** DATA RECORDS follows **

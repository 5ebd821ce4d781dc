//! Error types for mimir-writer.

use mimir_alerts::AlertError;
use mimir_config::ConfigError;
use thiserror::Error;

/// Errors reported by a process supervisor.
#[derive(Debug, Clone, PartialEq, Eq, Error)]
pub enum SupervisorError {
    /// The supervisor socket is not reachable.
    #[error("supervisor connection failed: {0}")]
    ConnectionFailed(String),

    /// The supervisor rejected a request.
    #[error("supervisor api error: {0}")]
    Api(String),

    /// A parent directory does not exist and was not requested to be created.
    #[error("path not found: {0}")]
    PathNotFound(String),
}

/// Errors from workload operations.
#[derive(Debug, Error)]
pub enum WorkloadError {
    /// The supervisor cannot be reached yet. Retried on the next event.
    #[error("workload container is not ready")]
    NotReady,

    /// The supervisor failed an operation.
    #[error(transparent)]
    Supervisor(#[from] SupervisorError),

    /// The configuration document could not be rendered.
    #[error("failed to render configuration: {0}")]
    Render(#[from] ConfigError),
}

impl WorkloadError {
    /// Returns true if the workload simply is not reachable yet.
    #[must_use]
    pub const fn is_not_ready(&self) -> bool {
        matches!(
            self,
            Self::NotReady | Self::Supervisor(SupervisorError::ConnectionFailed(_))
        )
    }
}

/// Errors that end a reconciliation early.
#[derive(Debug, Error)]
pub enum ReconcileError {
    /// Workload operation failed.
    #[error(transparent)]
    Workload(#[from] WorkloadError),

    /// Operator settings are invalid.
    #[error("invalid configuration: {0}")]
    Config(#[from] ConfigError),

    /// Operator alerting configuration is invalid.
    #[error("invalid configuration: {0}")]
    Alerting(#[from] AlertError),
}
//! Per-provider refresher dispatch.

use crate::{env::EnvSource, github::GitHubTokenRefresher};
use async_trait::async_trait;
use std::{collections::HashMap, sync::Arc};
use vcsgate_config::Config;
use vcsgate_types::{ProviderId, Result, TokenData, TokenRefresher, VcsError};

/// Routes each refresh to the refresher registered for its provider.
///
/// Providers without one fail with a re-authentication message, which the
/// token manager turns into `None`.
#[derive(Default, Clone)]
pub struct RefresherSet {
    refreshers: HashMap<ProviderId, Arc<dyn TokenRefresher>>,
}

impl RefresherSet {
    #[must_use]
    pub fn new() -> Self {
        Self::default()
    }

    #[must_use]
    pub fn with(mut self, provider: ProviderId, refresher: Arc<dyn TokenRefresher>) -> Self {
        self.refreshers.insert(provider, refresher);
        self
    }

    #[must_use]
    pub fn supports(&self, provider: ProviderId) -> bool {
        self.refreshers.contains_key(&provider)
    }

    /// Build the set from configuration.
    ///
    /// GitHub gets a refresher when both its client id and secret variables
    /// resolve; everything else stays unmapped.
    #[must_use]
    pub fn from_config(config: &Config, http: &rquest::Client, env: &EnvSource) -> Self {
        let mut set = Self::new();
        let gh = config.provider(ProviderId::GitHub);
        let id = gh.client_id_env.as_deref().and_then(|n| env.get(n));
        let secret = gh.client_secret_env.as_deref().and_then(|n| env.get(n));
        match (id, secret) {
            (Some(id), Some(secret)) => {
                let mut refresher = GitHubTokenRefresher::new(http.clone(), id, secret);
                if let Some(base) = gh.api_base.as_deref().and_then(enterprise_token_url) {
                    refresher = refresher.with_token_url(base);
                }
                set = set.with(ProviderId::GitHub, Arc::new(refresher));
            }
            _ => tracing::debug!("GitHub OAuth client not configured; refresh disabled"),
        }
        set
    }
}

/// `https://ghe.example.com/api/v3` -> `https://ghe.example.com/login/oauth/access_token`.
fn enterprise_token_url(api_base: &str) -> Option<String> {
    let host = api_base.trim_end_matches('/').strip_suffix("/api/v3")?;
    Some(format!("{host}/login/oauth/access_token"))
}

#[async_trait]
impl TokenRefresher for RefresherSet {
    async fn refresh(&self, refresh_token: &str, provider: ProviderId) -> Result<TokenData> {
        match self.refreshers.get(&provider) {
            Some(r) => r.refresh(refresh_token, provider).await,
            None => Err(VcsError::Auth(format!(
                "token refresh not supported for {provider}; please re-authenticate"
            ))),
        }
    }
}

#[cfg(test)]
mod tests {
    use super::*;

    struct Fixed(&'static str);

    #[async_trait]
    impl TokenRefresher for Fixed {
        async fn refresh(&self, _refresh_token: &str, _provider: ProviderId) -> Result<TokenData> {
            Ok(TokenData::new(self.0))
        }
    }

    #[tokio::test]
    async fn test_dispatch_by_provider() {
        let set = RefresherSet::new().with(ProviderId::GitLab, Arc::new(Fixed("gl")));
        let tok = set.refresh("r", ProviderId::GitLab).await.unwrap();
        assert_eq!(tok.access_token, "gl");
    }

    #[tokio::test]
    async fn test_unmapped_provider_asks_for_reauth() {
        let set = RefresherSet::new();
        let err = set.refresh("r", ProviderId::Bitbucket).await.unwrap_err();
        assert!(err.to_string().contains("please re-authenticate"));
    }

    #[test]
    fn test_from_config_requires_both_secrets() {
        let config = Config::from_yaml(
            "providers:\n  github:\n    client_id_env: GH_ID\n    client_secret_env: GH_SECRET\n",
        )
        .unwrap();
        let http = rquest::Client::new();

        let only_id: EnvSource = [("GH_ID", "abc")].into_iter().collect();
        assert!(!RefresherSet::from_config(&config, &http, &only_id).supports(ProviderId::GitHub));

        let both: EnvSource = [("GH_ID", "abc"), ("GH_SECRET", "xyz")].into_iter().collect();
        assert!(RefresherSet::from_config(&config, &http, &both).supports(ProviderId::GitHub));
    }

    #[test]
    fn test_enterprise_token_url() {
        assert_eq!(
            enterprise_token_url("https://ghe.example.com/api/v3/").as_deref(),
            Some("https://ghe.example.com/login/oauth/access_token")
        );
        assert!(enterprise_token_url("https://api.github.com").is_none());
    }
}
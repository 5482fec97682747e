use crate::VcsOperations;
use vcsgate_types::{
    DirectoryEntry, FileCommit, FileContent, FileUpdate, ProviderId, RepoRef, Result, TokenSource,
};

/// File content operations.
#[derive(Clone, Copy, Debug)]
pub struct Files<'a> {
    ops: &'a VcsOperations,
}

impl<'a> Files<'a> {
    pub(crate) fn new(ops: &'a VcsOperations) -> Self {
        Self { ops }
    }

    /// Content of `path` at `git_ref`, or the default branch. `Ok(None)` when
    /// the file does not exist.
    ///
    /// # Errors
    ///
    /// Fails when the provider is not registered, the caller must
    /// re-authenticate, or the provider call fails.
    pub async fn get_content(
        &self,
        source: &TokenSource,
        provider: Option<ProviderId>,
        repo: &RepoRef,
        path: &str,
        git_ref: Option<&str>,
    ) -> Result<Option<FileContent>> {
        let (backend, client) = self.ops.resolve(source, provider, "files.get_content").await?;
        backend.get_file_content(&client, repo, path, git_ref).await
    }

    /// # Errors
    ///
    /// See [`Files::get_content`].
    pub async fn get_directory(
        &self,
        source: &TokenSource,
        provider: Option<ProviderId>,
        repo: &RepoRef,
        path: &str,
        git_ref: Option<&str>,
    ) -> Result<Vec<DirectoryEntry>> {
        let (backend, client) = self
            .ops
            .resolve(source, provider, "files.get_directory")
            .await?;
        backend.get_directory(&client, repo, path, git_ref).await
    }

    /// Create or overwrite a file with a single commit.
    ///
    /// # Errors
    ///
    /// See [`Files::get_content`].
    pub async fn update(
        &self,
        source: &TokenSource,
        provider: Option<ProviderId>,
        repo: &RepoRef,
        update: &FileUpdate,
    ) -> Result<FileCommit> {
        let (backend, client) = self.ops.resolve(source, provider, "files.update").await?;
        backend.update_file(&client, repo, update).await
    }
}
//! In-memory token store backed by a `HashMap` behind a `Mutex`.

use crate::CredentialRecord;
use async_trait::async_trait;
use std::collections::HashMap;
use std::sync::{Mutex, MutexGuard, PoisonError};
use vcsgate_types::{ProviderId, Result, TokenData, TokenKey, TokenSource, TokenStore};

/// An in-memory [`TokenStore`] implementation for testing and ephemeral use.
#[derive(Default)]
pub struct InMemoryTokenStore {
    data: Mutex<HashMap<TokenKey, CredentialRecord>>,
}

impl InMemoryTokenStore {
    /// Creates a new empty in-memory token store.
    #[must_use]
    pub fn new() -> Self {
        Self::default()
    }

    fn lock(&self) -> MutexGuard<'_, HashMap<TokenKey, CredentialRecord>> {
        self.data.lock().unwrap_or_else(PoisonError::into_inner)
    }

    /// Returns a copy of the full stored record.
    #[must_use]
    pub fn record(&self, source: &TokenSource, provider: ProviderId) -> Option<CredentialRecord> {
        self.lock()
            .get(&TokenKey::new(source.clone(), provider))
            .cloned()
    }

    /// Attach provider linkage to an existing record.
    ///
    /// Returns `false` if no record exists for the pair.
    pub fn link(
        &self,
        source: &TokenSource,
        provider: ProviderId,
        installation_id: impl Into<String>,
    ) -> bool {
        match self.lock().get_mut(&TokenKey::new(source.clone(), provider)) {
            Some(rec) => {
                rec.installation_id = Some(installation_id.into());
                true
            }
            None => false,
        }
    }

    #[must_use]
    pub fn len(&self) -> usize {
        self.lock().len()
    }

    #[must_use]
    pub fn is_empty(&self) -> bool {
        self.lock().is_empty()
    }
}

#[async_trait]
impl TokenStore for InMemoryTokenStore {
    async fn load(&self, source: &TokenSource, provider: ProviderId) -> Result<Option<TokenData>> {
        Ok(self
            .lock()
            .get(&TokenKey::new(source.clone(), provider))
            .map(|rec| rec.tokens.clone()))
    }

    async fn save(
        &self,
        source: &TokenSource,
        provider: ProviderId,
        tokens: &TokenData,
    ) -> Result<()> {
        self.lock()
            .entry(TokenKey::new(source.clone(), provider))
            .and_modify(|rec| rec.replace_tokens(tokens.clone()))
            .or_insert_with(|| CredentialRecord::new(source.clone(), provider, tokens.clone()));
        Ok(())
    }
}
//! Shared HTTP utilities for provider implementations.
//!
//! Every provider call goes through the same send → status-check → decode path.

use rquest::{Client, RequestBuilder, StatusCode};
use serde::de::DeserializeOwned;
use vcsgate_types::{Result, VcsError};

/// Thin wrapper around the HTTP client that maps non-2xx responses to
/// [`VcsError::Upstream`].
#[derive(Clone)]
pub struct ProviderHttp {
    http: Client,
}

impl ProviderHttp {
    #[must_use]
    pub fn new(http: Client) -> Self {
        Self { http }
    }

    /// The inner client, for building requests.
    #[must_use]
    pub fn client(&self) -> &Client {
        &self.http
    }

    /// Sends a request and checks for success status.
    ///
    /// # Errors
    ///
    /// Returns `VcsError::Upstream` on non-success HTTP status codes,
    /// or a transport error if the request fails to send.
    pub async fn send(&self, builder: RequestBuilder) -> Result<rquest::Response> {
        let resp = builder.send().await?;
        let status = resp.status();
        if status.is_success() {
            Ok(resp)
        } else {
            let text = resp.text().await.unwrap_or_default();
            Err(VcsError::Upstream {
                status: status.as_u16(),
                body: text,
            })
        }
    }

    /// Sends a request and decodes the JSON body.
    ///
    /// # Errors
    ///
    /// Same as [`Self::send`], plus [`VcsError::Serialization`] for a body that
    /// does not match `T`.
    pub async fn send_json<T: DeserializeOwned>(&self, builder: RequestBuilder) -> Result<T> {
        let bytes = self.send(builder).await?.bytes().await?;
        Ok(serde_json::from_slice(&bytes)?)
    }

    /// Like [`Self::send_json`], also returning the `rel="next"` target of the
    /// `Link` header when the host paginates the response.
    ///
    /// # Errors
    ///
    /// Same as [`Self::send_json`].
    pub async fn send_json_paged<T: DeserializeOwned>(
        &self,
        builder: RequestBuilder,
    ) -> Result<(T, Option<String>)> {
        let resp = self.send(builder).await?;
        let next = resp
            .headers()
            .get("link")
            .and_then(|v| v.to_str().ok())
            .and_then(next_link);
        let bytes = resp.bytes().await?;
        Ok((serde_json::from_slice(&bytes)?, next))
    }

    /// Like [`Self::send_json`] but a 404 becomes `Ok(None)`.
    ///
    /// # Errors
    ///
    /// Same as [`Self::send_json`] for every other failure.
    pub async fn send_json_optional<T: DeserializeOwned>(
        &self,
        builder: RequestBuilder,
    ) -> Result<Option<T>> {
        match self.send_json(builder).await {
            Ok(v) => Ok(Some(v)),
            Err(VcsError::Upstream { status, .. }) if status == StatusCode::NOT_FOUND.as_u16() => {
                Ok(None)
            }
            Err(e) => Err(e),
        }
    }
}

/// Extract the `rel="next"` URL from an RFC 8288 `Link` header.
#[must_use]
pub fn next_link(header: &str) -> Option<String> {
    header.split(',').find_map(|link| {
        let (target, params) = link.split_once(';')?;
        let is_next = params.split(';').any(|p| {
            p.trim()
                .strip_prefix("rel=")
                .is_some_and(|rel| rel.trim_matches('"').split_whitespace().any(|r| r == "next"))
        });
        let target = target.trim().strip_prefix('<')?.strip_suffix('>')?;
        is_next.then(|| target.to_string())
    })
}

impl std::fmt::Debug for ProviderHttp {
    fn fmt(&self, f: &mut std::fmt::Formatter<'_>) -> std::fmt::Result {
        f.debug_struct("ProviderHttp").finish_non_exhaustive()
    }
}
//! Process-wide token manager slot.
//!
//! Hosts that want a single shared manager initialize the cell once at
//! startup; everything else can hold an `Arc<TokenManager>` directly.

use crate::manager::{TokenManager, TokenManagerConfig};
use std::sync::{Arc, OnceLock};
use vcsgate_types::{Result, VcsError};

#[derive(Debug, Default)]
pub struct TokenManagerCell {
    inner: OnceLock<Arc<TokenManager>>,
}

impl TokenManagerCell {
    #[must_use]
    pub const fn new() -> Self {
        Self {
            inner: OnceLock::new(),
        }
    }

    /// Construct the manager and store it.
    ///
    /// A failed construction leaves the cell empty so it can be retried.
    ///
    /// # Errors
    ///
    /// - [`VcsError::AlreadyInitialized`] if the cell is already set.
    /// - Whatever [`TokenManager::new`] returns.
    pub fn initialize(&self, config: TokenManagerConfig) -> Result<Arc<TokenManager>> {
        if self.inner.get().is_some() {
            return Err(VcsError::AlreadyInitialized);
        }
        let manager = Arc::new(TokenManager::new(config)?);
        self.inner
            .set(Arc::clone(&manager))
            .map_err(|_| VcsError::AlreadyInitialized)?;
        Ok(manager)
    }

    /// The initialized manager.
    ///
    /// # Errors
    ///
    /// Returns [`VcsError::NotInitialized`] before [`Self::initialize`] succeeds.
    pub fn instance(&self) -> Result<Arc<TokenManager>> {
        self.inner.get().cloned().ok_or(VcsError::NotInitialized)
    }

    #[must_use]
    pub fn is_initialized(&self) -> bool {
        self.inner.get().is_some()
    }
}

** End of DATA RECORDS **

List every line from the entries above in which "login" appears.

/// `https://ghe.example.com/api/v3` -> `https://ghe.example.com/login/oauth/access_token`.
    Some(format!("{host}/login/oauth/access_token"))
            Some("https://ghe.example.com/login/oauth/access_token")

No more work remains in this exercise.